Environmentalists didn’t like the failure to finally end Germany’s lack of a speed limit on some highways and wanted higher taxes on ICE cars. The industry feared a commitment to end the sale of new ICE cars by 2030. The new government wants to bring forward this end date from a European Union proposal of 2035, but failed to add detail. Britain has already committed to ending new ICE car sales by 2030, but so far no other major European producer has followed suit
The German federal election September 26, using proportional representation, produced an inconclusive result. It took 2 months to negotiate the terms of a coalition government, but this was about 4 months quicker that the last government led by outgoing Chancellor Angela Merkel.
The coalition government, between the centre-left Social Democrat Party of new Chancellor Olaf Scholz, the Greens and the free-market Free Democrat Party, announced a target for 15 million battery electric vehicles on Germany’s roads by 2030.
That’s the equivalent of about 1.6 million new BEVs a year, implying a BEV share well above 50% by the end of the decade, according to investment bank UBS.
The current government BEV subsidy of up to €9,000 ($10,200) will remain until at least 2025. The coalition government also aimed to make sure there were 1 million charging points in Germany by 2030 and energy was 80% renewable. Currently, coal provides 24% of German power, casting a shadow over its claims to be green. Coal will “ideally” be phased out by 2030 compared with the previous government’s target of 2038.
According to Reuters, BMW liked the new proposals, especially the charging plans. Daimler was impressed too.
“When I first glanced through the coalition agreement, I liked the sound of three numbers: 15 million electric cars, I million charging points and 80% renewable energy,” Reuters quoted Daimler CEO Ola Kaellenius as saying.
Reaction on the stock market was hard to fathom, as prices dived across the world on renewed fears of a sudden spread in the Coronavirus threat. The overall German stock market, measured by the DAX index, dropped nearly 3%, while the EURO STOXX Auto 600 slid almost 5%. BMW was quoted at €86.38, off 5.2% and Daimler at €83.67 down 5.3% by mid-afternoon. VW only fell 2.5% to €261.6, perhaps reflecting its role as lead dog in electrification.
Brussels-based green lobby group Transport & Environment was disappointed by the agreement. It wanted a target of 21 million BEVs by 2030 – “if Germany is to meet its decarbonization targets on transport” and didn’t like the plan to allow synthetic fuels in ICE engines.
“Conventional cars running on e-fuel consistently emit more CO2 (carbon dioxide) than equivalent battery electric cars and e-fuel production also requires 5 times as much energy as direct electrification,” T&E said, quoting its own report.

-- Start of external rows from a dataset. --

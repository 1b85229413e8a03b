//! Background worker applying admits/updates after responses are sent

use crate::error::{CacheError, Result};
use crate::store::SlotStore;
use crate::types::{ellipsis, DiagramType};
use std::sync::Arc;
use tokio::sync::mpsc::{self, error::TrySendError};
use tokio::sync::{oneshot, Mutex};
use tokio::task::JoinHandle;
use tracing::{debug, error, warn};

/// Default bound on queued write-back jobs
pub const DEFAULT_WRITE_BACK_QUEUE: usize = 256;

enum Job {
    /// A hit: bump the stats of the record found in `slot`
    Touch {
        diagram_type: DiagramType,
        expression: String,
        slot: usize,
    },
    /// A miss: store freshly rendered bytes
    Admit {
        diagram_type: DiagramType,
        expression: String,
        data: Vec<u8>,
    },
    Flush(oneshot::Sender<()>),
    Shutdown,
}

/// Handle to the write-back task. Jobs are applied one at a time, in order.
///
/// The queue is bounded; when it is full new touches and admits are dropped
/// rather than blocking the request path.
pub(crate) struct WriteBack {
    tx: mpsc::Sender<Job>,
    worker: Mutex<Option<JoinHandle<()>>>,
}

impl WriteBack {
    /// Spawn the worker on the current tokio runtime
    pub fn spawn(store: Arc<SlotStore>, queue_limit: usize) -> Self {
        let (tx, rx) = mpsc::channel(queue_limit.max(1));
        let worker = tokio::spawn(run(store, rx));
        Self {
            tx,
            worker: Mutex::new(Some(worker)),
        }
    }

    pub fn touch(&self, diagram_type: DiagramType, expression: &str, slot: usize) -> Result<()> {
        self.try_submit(Job::Touch {
            diagram_type,
            expression: expression.to_string(),
            slot,
        })
    }

    pub fn admit(&self, diagram_type: DiagramType, expression: &str, data: Vec<u8>) -> Result<()> {
        self.try_submit(Job::Admit {
            diagram_type,
            expression: expression.to_string(),
            data,
        })
    }

    fn try_submit(&self, job: Job) -> Result<()> {
        self.tx.try_send(job).map_err(|e| match e {
            TrySendError::Full(_) => CacheError::WriteBackFull,
            TrySendError::Closed(_) => CacheError::WriteBackClosed,
        })
    }

    /// Wait until every job submitted before this call has been applied
    pub async fn flush(&self) -> Result<()> {
        let (done_tx, done_rx) = oneshot::channel();
        self.tx
            .send(Job::Flush(done_tx))
            .await
            .map_err(|_| CacheError::WriteBackClosed)?;
        done_rx.await.map_err(|_| CacheError::WriteBackClosed)
    }

    /// Stop accepting jobs, apply the ones already queued and join the worker
    pub async fn shutdown(&self) {
        let Some(worker) = self.worker.lock().await.take() else {
            return;
        };
        let _ = self.tx.send(Job::Shutdown).await;
        if let Err(e) = worker.await {
            error!(error = %e, "Cache write-back worker panicked");
        }
    }
}

async fn run(store: Arc<SlotStore>, mut rx: mpsc::Receiver<Job>) {
    while let Some(job) = rx.recv().await {
        match job {
            Job::Touch {
                diagram_type,
                expression,
                slot,
            } => {
                let result = store.touch(diagram_type, &expression, slot).await;
                report(diagram_type, &expression, result);
            }
            Job::Admit {
                diagram_type,
                expression,
                data,
            } => {
                let result = store.put(diagram_type, &expression, &data, None).await;
                report(diagram_type, &expression, result);
            }
            Job::Flush(done) => {
                let _ = done.send(());
            }
            Job::Shutdown => rx.close(),
        }
    }
    debug!("Cache write-back worker stopped");
}

fn report<T: std::fmt::Debug>(diagram_type: DiagramType, expression: &str, result: Result<T>) {
    match result {
        Ok(admission) => debug!(?admission, "Cache write-back applied"),
        Err(e) => warn!(
            diagram_type = %diagram_type,
            expression = %ellipsis(expression, 10),
            error = %e,
            "Cache write-back failed"
        ),
    }
}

The coalition will make plug-in hybrids less attractive, with subsidies only applicable to vehicles with at least 50 miles of electric-only range from August 2023. The current PHEV electric-only range is about 30 miles.
UBS reckoned the new government plans will be good for electrification.
“Overall, we think the new government sets the framework for an almost fully electric future in 2030, including the necessary push for infrastructure and a decarbonized electricity mix,” UBS said in a report.
“The roadmap for EV subsidies is clear and totally sufficient, in our view, and the framework will help to further accelerate the shift of consumer preferences towards EV. A hard ICE phase-out date for ICE was not defined and isn‘t even needed, in our view. (manufacturers) with an all-in BEV strategy and limited dependency on PHEV are the clearest beneficiaries of this treaty, Tesla, VW group and Daimler above all,” the report said.